ABOUT THIS TASK -
Check every line below for the word "const" and copy each one that has it.

EXCERPTED RECORDS -
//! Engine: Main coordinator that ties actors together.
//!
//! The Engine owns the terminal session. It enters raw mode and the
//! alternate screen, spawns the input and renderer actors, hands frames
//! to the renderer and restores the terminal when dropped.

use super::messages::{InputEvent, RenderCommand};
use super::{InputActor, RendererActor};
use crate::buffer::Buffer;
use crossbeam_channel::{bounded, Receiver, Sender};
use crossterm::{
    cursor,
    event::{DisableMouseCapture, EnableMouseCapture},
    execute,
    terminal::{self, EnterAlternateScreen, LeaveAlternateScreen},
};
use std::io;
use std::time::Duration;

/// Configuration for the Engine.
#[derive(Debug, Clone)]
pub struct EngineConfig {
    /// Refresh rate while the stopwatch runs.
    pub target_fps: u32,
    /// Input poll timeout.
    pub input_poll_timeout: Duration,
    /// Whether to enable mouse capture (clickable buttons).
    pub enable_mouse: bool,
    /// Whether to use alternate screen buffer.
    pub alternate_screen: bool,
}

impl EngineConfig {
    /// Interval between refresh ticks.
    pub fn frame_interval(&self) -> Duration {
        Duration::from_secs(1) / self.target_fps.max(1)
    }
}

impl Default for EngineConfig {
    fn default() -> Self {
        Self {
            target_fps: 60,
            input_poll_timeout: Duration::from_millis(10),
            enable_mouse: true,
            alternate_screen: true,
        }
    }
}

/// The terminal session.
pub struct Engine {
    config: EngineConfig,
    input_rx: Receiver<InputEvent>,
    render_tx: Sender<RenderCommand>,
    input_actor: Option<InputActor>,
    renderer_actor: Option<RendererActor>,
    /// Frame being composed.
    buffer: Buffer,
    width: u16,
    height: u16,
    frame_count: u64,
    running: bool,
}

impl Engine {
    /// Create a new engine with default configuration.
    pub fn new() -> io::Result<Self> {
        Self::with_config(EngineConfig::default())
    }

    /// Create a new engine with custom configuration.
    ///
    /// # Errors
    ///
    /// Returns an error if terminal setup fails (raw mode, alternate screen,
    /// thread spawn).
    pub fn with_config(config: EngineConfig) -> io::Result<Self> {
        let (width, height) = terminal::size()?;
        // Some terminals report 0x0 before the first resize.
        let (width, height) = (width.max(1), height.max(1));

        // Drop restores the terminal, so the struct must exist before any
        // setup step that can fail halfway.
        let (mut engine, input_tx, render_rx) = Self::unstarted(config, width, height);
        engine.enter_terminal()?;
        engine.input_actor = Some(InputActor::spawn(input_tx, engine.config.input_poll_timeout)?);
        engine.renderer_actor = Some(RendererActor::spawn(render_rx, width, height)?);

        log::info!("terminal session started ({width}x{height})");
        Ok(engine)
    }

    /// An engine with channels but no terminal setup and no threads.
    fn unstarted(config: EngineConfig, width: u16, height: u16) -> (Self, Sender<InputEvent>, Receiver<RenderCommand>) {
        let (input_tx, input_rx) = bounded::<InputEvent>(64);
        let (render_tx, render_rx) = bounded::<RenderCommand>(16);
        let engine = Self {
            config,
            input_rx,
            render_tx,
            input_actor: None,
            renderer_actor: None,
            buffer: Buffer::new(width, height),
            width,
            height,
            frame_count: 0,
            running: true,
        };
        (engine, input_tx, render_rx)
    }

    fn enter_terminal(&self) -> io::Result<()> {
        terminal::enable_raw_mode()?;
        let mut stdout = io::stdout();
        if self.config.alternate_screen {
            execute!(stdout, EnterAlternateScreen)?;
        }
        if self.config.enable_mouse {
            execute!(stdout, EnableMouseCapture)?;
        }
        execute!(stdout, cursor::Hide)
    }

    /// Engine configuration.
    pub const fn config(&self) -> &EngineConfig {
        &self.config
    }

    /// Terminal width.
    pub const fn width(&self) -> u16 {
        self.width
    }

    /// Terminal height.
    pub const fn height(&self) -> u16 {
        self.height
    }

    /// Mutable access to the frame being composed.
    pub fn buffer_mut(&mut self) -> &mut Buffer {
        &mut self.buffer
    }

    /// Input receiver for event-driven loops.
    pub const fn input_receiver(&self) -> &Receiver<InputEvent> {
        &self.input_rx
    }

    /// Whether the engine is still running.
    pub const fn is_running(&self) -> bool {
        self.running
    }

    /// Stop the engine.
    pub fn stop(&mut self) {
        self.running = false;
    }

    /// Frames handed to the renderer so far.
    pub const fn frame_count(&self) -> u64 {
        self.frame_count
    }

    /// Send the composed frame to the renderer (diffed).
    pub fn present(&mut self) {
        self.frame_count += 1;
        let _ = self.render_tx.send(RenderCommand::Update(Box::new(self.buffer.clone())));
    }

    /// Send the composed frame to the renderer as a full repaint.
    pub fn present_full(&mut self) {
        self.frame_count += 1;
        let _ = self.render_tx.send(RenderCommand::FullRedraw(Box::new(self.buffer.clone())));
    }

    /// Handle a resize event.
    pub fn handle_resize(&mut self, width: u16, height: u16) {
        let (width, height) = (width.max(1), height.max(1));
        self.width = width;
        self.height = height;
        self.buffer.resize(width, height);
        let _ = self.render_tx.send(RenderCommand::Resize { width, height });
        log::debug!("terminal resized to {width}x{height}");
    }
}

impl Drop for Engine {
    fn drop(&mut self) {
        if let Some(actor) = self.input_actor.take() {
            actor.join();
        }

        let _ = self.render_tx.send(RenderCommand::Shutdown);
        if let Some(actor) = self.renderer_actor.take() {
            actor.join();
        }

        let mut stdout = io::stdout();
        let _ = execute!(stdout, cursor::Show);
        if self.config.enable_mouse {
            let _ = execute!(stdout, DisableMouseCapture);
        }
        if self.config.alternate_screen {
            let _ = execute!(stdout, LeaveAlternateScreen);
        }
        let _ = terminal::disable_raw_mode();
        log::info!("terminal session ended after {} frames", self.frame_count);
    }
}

--

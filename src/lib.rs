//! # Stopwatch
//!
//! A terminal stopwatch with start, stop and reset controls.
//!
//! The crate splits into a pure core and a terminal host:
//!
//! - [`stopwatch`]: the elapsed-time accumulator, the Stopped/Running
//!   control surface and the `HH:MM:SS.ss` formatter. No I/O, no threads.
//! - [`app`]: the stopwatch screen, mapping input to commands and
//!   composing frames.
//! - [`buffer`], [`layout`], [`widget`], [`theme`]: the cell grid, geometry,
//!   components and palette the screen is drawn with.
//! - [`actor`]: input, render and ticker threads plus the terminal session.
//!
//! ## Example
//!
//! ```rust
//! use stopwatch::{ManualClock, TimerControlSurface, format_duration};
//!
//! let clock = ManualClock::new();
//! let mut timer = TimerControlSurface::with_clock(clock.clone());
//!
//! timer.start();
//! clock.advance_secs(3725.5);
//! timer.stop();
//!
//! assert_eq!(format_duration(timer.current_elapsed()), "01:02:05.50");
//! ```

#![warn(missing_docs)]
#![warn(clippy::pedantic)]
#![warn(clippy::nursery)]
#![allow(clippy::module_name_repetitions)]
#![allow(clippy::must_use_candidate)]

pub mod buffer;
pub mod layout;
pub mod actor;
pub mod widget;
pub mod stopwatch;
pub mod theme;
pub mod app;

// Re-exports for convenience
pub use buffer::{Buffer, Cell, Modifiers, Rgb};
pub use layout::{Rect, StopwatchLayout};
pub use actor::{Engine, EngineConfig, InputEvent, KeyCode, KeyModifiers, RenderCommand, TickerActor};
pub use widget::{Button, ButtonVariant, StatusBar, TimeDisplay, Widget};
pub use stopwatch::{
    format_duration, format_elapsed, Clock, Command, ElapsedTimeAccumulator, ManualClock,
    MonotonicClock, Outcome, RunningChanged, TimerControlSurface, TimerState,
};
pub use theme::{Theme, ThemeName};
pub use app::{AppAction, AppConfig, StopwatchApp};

RESULT BELOW -
    pub const fn config(&self) -> &EngineConfig {
    pub const fn width(&self) -> u16 {
    pub const fn height(&self) -> u16 {
    pub const fn input_receiver(&self) -> &Receiver<InputEvent> {
    pub const fn is_running(&self) -> bool {
    pub const fn frame_count(&self) -> u64 {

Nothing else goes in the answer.